The awkward moment when a joke doesn't end the way you think it dinosaur.

There was an Irishman and an Australian who walked into a bar. There was also an American, who didn't. Why didn't the American walk into the bar? He was a midget.

why does'nt mexico have an olympic team? because they have a poor economy and have other things to worry about.

Seth stock has a large penis

Why was the little boy crying? He had a frog stapled to his face.

Why did Billy want cancer? So he could be like his parents.

It's Adam and Eve, not Steve and Eve!

My friend is a genius! JK!......... i have no friends

Why did i drink 4 sodas? Because i was thirsty

Two men walk into a bar, the third one ducks.

ROSS G IS OBESE

I accidentally washed my white Labrador retriever with three red shirts and my Red Sox baseball cap. When I went to move the laundry, the dog was drowned.

What did the blind man say to the librarian? Hello, I am looking for books that are published in braille.

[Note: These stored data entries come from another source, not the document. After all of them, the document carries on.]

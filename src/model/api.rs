use serde::{Deserialize, Serialize};
use utoipa::ToSchema;

#[derive(Debug, Serialize, Deserialize, ToSchema)]
pub struct ErrorDto {
    pub error: String,
}

/// Severity of a flash message, mirrored by the presentation layer as a style.
#[derive(Debug, Clone, Copy, PartialEq, Eq, Serialize, Deserialize, ToSchema)]
#[serde(rename_all = "lowercase")]
pub enum FlashLevel {
    Success,
    Danger,
}

/// One-shot user-visible message queued in the session and shown on the next page.
#[derive(Debug, Clone, PartialEq, Eq, Serialize, Deserialize, ToSchema)]
pub struct FlashMessageDto {
    pub level: FlashLevel,
    pub message: String,
}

Why was Timmy sad? While helping his dad hang Christmas light, he got tangled up in them and fell down. While falling he grabbed a wire, which caused a spark. This spark lit the house on fire. Since he broke most of the bones in his body from falling he could not run away. The house proceeded to collapse an poor Timmy seriously injuring and hideously disfiguring him. By the time the ambulance got there, Timmy was the only survivor for his parents died of smoke inhalation. Since he had no other living relatives he was forced to live in an orphanage for the rest of his childhood. That is why Timmy is sad.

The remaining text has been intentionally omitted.